Multimillionärin WKO: Mitterlehner legt Finanzen offen

BERICHT. Kammereinnahmen 2013: Mehr als 600 Millionen Euro. Ein Zehntel davon für Pensionen ausgegeben.

Was die Wirtschaftskammer Österreich und ihre Ländertöchter nicht zusammengebracht haben, hat Wirtschaftsminister Reinhold Mitterlehner (ÖVP) als Chef der Aufsichtsbehörde nun im Zuge einer parlamentarischen Anfragebeantwortung tun müssen: die Kammerfinanzen offenlegen. Der NEOS-Abgeordnete Josef Schellhorn hatte sich danach erkundigt und bekam soeben ein zehnseitiges Tabellenkonvolut übermittelt; diesem sind die wichtigsten Zahlen für die Jahre 2004 bis 2013 zu entnehmen.

Zunächst zu den Kammerumlagen: Während sich die Arbeiterkammer über ein Plus von mehr als 40 Prozent in den zehn Jahren freuen konnte, musste sich die Wirtschaftskammer mit einem Zuwachs von einem Viertel begnügen. 2013 betrugen die Einnahmen in Summe 477,4 Millionen Euro. 192,2 Millionen Euro entfielen auf die Bundeswirtschaftskammer WKO.

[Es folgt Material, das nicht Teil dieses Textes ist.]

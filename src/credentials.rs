//! APIキー保管
//!
//! 名前付きの秘密情報1件を get/set/delete する。
//! プロセス外（設定ディレクトリのファイル、所有者のみ読み書き可）に保存する

use crate::config::Config;
use crate::error::{Result, ScanAiError};
use std::collections::BTreeMap;
use std::fs::OpenOptions;
use std::io::Write;
use std::path::PathBuf;
use std::sync::{Arc, Mutex};

pub const OPENAI_KEY_NAME: &str = "openai-api-key";

/// 環境変数が設定されていればファイルより優先する
pub const API_KEY_ENV: &str = "OPENAI_API_KEY";

pub trait CredentialStore: Send + Sync {
    /// 未設定なら `None`
    fn get(&self) -> Result<Option<String>>;
    fn set(&self, secret: &str) -> Result<()>;
    fn delete(&self) -> Result<()>;
}

/// JSONファイル保存（{名前: 値}）
pub struct FileCredentialStore {
    path: PathBuf,
    name: String,
}

impl FileCredentialStore {
    pub fn new(path: impl Into<PathBuf>, name: impl Into<String>) -> Self {
        Self {
            path: path.into(),
            name: name.into(),
        }
    }

    /// `~/.config/scan-ai/credentials.json` のOpenAIキー
    pub fn openai() -> Result<Self> {
        Ok(Self::new(Config::credentials_path()?, OPENAI_KEY_NAME))
    }

    fn read_all(&self) -> Result<BTreeMap<String, String>> {
        if !self.path.exists() {
            return Ok(BTreeMap::new());
        }
        let content = std::fs::read_to_string(&self.path)?;
        if content.trim().is_empty() {
            return Ok(BTreeMap::new());
        }
        Ok(serde_json::from_str(&content)?)
    }

    fn write_all(&self, secrets: &BTreeMap<String, String>) -> Result<()> {
        if let Some(parent) = self.path.parent() {
            std::fs::create_dir_all(parent)?;
        }

        let mut options = OpenOptions::new();
        options.write(true).create(true).truncate(true);
        #[cfg(unix)]
        {
            use std::os::unix::fs::OpenOptionsExt;
            options.mode(0o600);
        }

        let mut file = options.open(&self.path)?;
        file.write_all(serde_json::to_string_pretty(secrets)?.as_bytes())?;
        Ok(())
    }
}

impl CredentialStore for FileCredentialStore {
    fn get(&self) -> Result<Option<String>> {
        Ok(self.read_all()?.remove(&self.name))
    }

    fn set(&self, secret: &str) -> Result<()> {
        let mut secrets = self.read_all()?;
        secrets.insert(self.name.clone(), secret.to_string());
        self.write_all(&secrets)
    }

    fn delete(&self) -> Result<()> {
        let mut secrets = self.read_all()?;
        if secrets.remove(&self.name).is_some() {
            self.write_all(&secrets)?;
        }
        Ok(())
    }
}

/// メモリ保持（テスト・環境変数用）
#[derive(Default)]
pub struct MemoryCredentialStore {
    secret: Mutex<Option<String>>,
}

impl MemoryCredentialStore {
    pub fn new() -> Self {
        Self::default()
    }

    pub fn with_secret(secret: impl Into<String>) -> Self {
        Self {
            secret: Mutex::new(Some(secret.into())),
        }
    }

    fn slot(&self) -> Result<std::sync::MutexGuard<'_, Option<String>>> {
        self.secret
            .lock()
            .map_err(|_| ScanAiError::Config("credential lock poisoned".into()))
    }
}

impl CredentialStore for MemoryCredentialStore {
    fn get(&self) -> Result<Option<String>> {
        Ok(self.slot()?.clone())
    }

    fn set(&self, secret: &str) -> Result<()> {
        *self.slot()? = Some(secret.to_string());
        Ok(())
    }

    fn delete(&self) -> Result<()> {
        *self.slot()? = None;
        Ok(())
    }
}

/// 解析に使うキー保管先（環境変数 → ファイルの順）
pub fn default_store() -> Result<Arc<dyn CredentialStore>> {
    if let Ok(key) = std::env::var(API_KEY_ENV) {
        if !key.trim().is_empty() {
            return Ok(Arc::new(MemoryCredentialStore::with_secret(key)));
        }
    }
    Ok(Arc::new(FileCredentialStore::openai()?))
}

#[cfg(test)]
mod tests {
    use super::*;

    #[test]
    fn test_file_store_get_absent() {
        let dir = tempfile::tempdir().unwrap();
        let store = FileCredentialStore::new(dir.path().join("credentials.json"), OPENAI_KEY_NAME);
        assert_eq!(store.get().unwrap(), None);
    }

    #[test]
    fn test_file_store_set_get_delete() {
        let dir = tempfile::tempdir().unwrap();
        let path = dir.path().join("sub").join("credentials.json");
        let store = FileCredentialStore::new(&path, OPENAI_KEY_NAME);

        store.set("sk-test").unwrap();
        assert_eq!(store.get().unwrap().as_deref(), Some("sk-test"));

        store.set("sk-other").unwrap();
        assert_eq!(store.get().unwrap().as_deref(), Some("sk-other"));

        store.delete().unwrap();
        assert_eq!(store.get().unwrap(), None);
        store.delete().unwrap();
    }

    #[test]
    fn test_file_store_names_are_independent() {
        let dir = tempfile::tempdir().unwrap();
        let path = dir.path().join("credentials.json");
        let openai = FileCredentialStore::new(&path, OPENAI_KEY_NAME);
        let other = FileCredentialStore::new(&path, "other");

        openai.set("sk-1").unwrap();
        other.set("xyz").unwrap();
        openai.delete().unwrap();

        assert_eq!(openai.get().unwrap(), None);
        assert_eq!(other.get().unwrap().as_deref(), Some("xyz"));
    }

    #[cfg(unix)]
    #[test]
    fn test_file_store_owner_only_permissions() {
        use std::os::unix::fs::PermissionsExt;

        let dir = tempfile::tempdir().unwrap();
        let path = dir.path().join("credentials.json");
        FileCredentialStore::new(&path, OPENAI_KEY_NAME).set("sk").unwrap();

        let mode = std::fs::metadata(&path).unwrap().permissions().mode();
        assert_eq!(mode & 0o777, 0o600);
    }

    #[test]
    fn test_memory_store() {
        let store = MemoryCredentialStore::new();
        assert_eq!(store.get().unwrap(), None);
        store.set("k").unwrap();
        assert_eq!(store.get().unwrap().as_deref(), Some("k"));
        store.delete().unwrap();
        assert_eq!(store.get().unwrap(), None);
    }
}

Daneben haben die Kammern freilich noch weitere Einnahmequllen, die ihnen 2013 weitere 154,1 Millionen Euro brachten; dabei handelt es sich um Gebühren- sowie Waren- und Leistungserlöse, die nicht näher definiert sind. Bemerkenswert ist, dass es dabei erhebliche Unterschiede gibt: Die Wirtschaftskammer Wien lukrierte mit 38,7 Millionen Euro mit Abstand am meisten. Die kleine Vorarlberger Kammer kam auf immerhin 11,7 Millionen Euro. Die Wirtschaftskammer Kärnten ist mit 1,8 Millionen Euro Schlusslicht.

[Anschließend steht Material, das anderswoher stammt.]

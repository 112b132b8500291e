//! 寛容な型変換
//!
//! モデルは数値を数値でも文字列でも返すため、
//! スカラー型ごとに1つの変換関数を用意して全パーサーで共用する

use serde_json::{Map, Value};

/// 文字列フィールド（数値は受け付けない）
pub fn text(value: Option<&Value>) -> Option<String> {
    value.and_then(Value::as_str).map(str::to_string)
}

/// 識別用の文字列フィールド（空白のみは欠落扱い）
pub fn identifier(value: Option<&Value>) -> Option<String> {
    text(value)
        .map(|s| s.trim().to_string())
        .filter(|s| !s.is_empty())
}

/// 10進数を文字列で保持するフィールド
///
/// 数値は整数値なら小数点なしで文字列化する（150.0 → "150"）
pub fn decimal_string(value: Option<&Value>) -> Option<String> {
    match value? {
        Value::String(s) => {
            let trimmed = s.trim();
            (!trimmed.is_empty()).then(|| trimmed.to_string())
        }
        Value::Number(n) => {
            if let Some(i) = n.as_i64() {
                Some(i.to_string())
            } else if let Some(u) = n.as_u64() {
                Some(u.to_string())
            } else {
                n.as_f64().map(format_decimal)
            }
        }
        _ => None,
    }
}

/// 整数フィールド（小数は四捨五入、数値文字列も可）
pub fn integer(value: Option<&Value>) -> Option<i64> {
    match value? {
        Value::Number(n) => n
            .as_i64()
            .or_else(|| n.as_f64().filter(|f| f.is_finite()).map(|f| f.round() as i64)),
        Value::String(s) => {
            let trimmed = s.trim();
            trimmed.parse::<i64>().ok().or_else(|| {
                trimmed
                    .parse::<f64>()
                    .ok()
                    .filter(|f| f.is_finite())
                    .map(|f| f.round() as i64)
            })
        }
        _ => None,
    }
}

/// 小数フィールド（数値文字列も可）
pub fn decimal(value: Option<&Value>) -> Option<f64> {
    match value? {
        Value::Number(n) => n.as_f64(),
        Value::String(s) => s.trim().parse::<f64>().ok().filter(|f| f.is_finite()),
        _ => None,
    }
}

/// オブジェクトから文字列フィールドを取得（欠落時は空文字）
pub fn text_or_default(obj: &Map<String, Value>, key: &str) -> String {
    text(obj.get(key)).unwrap_or_default()
}

fn format_decimal(value: f64) -> String {
    if value.fract() == 0.0 && value.abs() < 1e15 {
        format!("{}", value as i64)
    } else {
        value.to_string()
    }
}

Umlagen und die weiteren Erlöse zusammengerechnet, haben die Wirtschaftskammern 2013 631,6 Millionen Euro eingenommen. Mit 61,8 Millionen Euro immerhin ein gutes Zehntel davon gaben sie für „Ruhe- und Versorgungsbezüge ehemaliger Mitarbeiter“ aus. Wobei 31,9 Millionen Euro allein auf die WKO entfielen.

Mit 649,6 Millionen Euro sogar höher als die Gesamteinnahmen 2013 war in diesem Jahr auch der Stand der Rücklagen, die die Kammern für diverse Verpflichtungen gebildet hatten.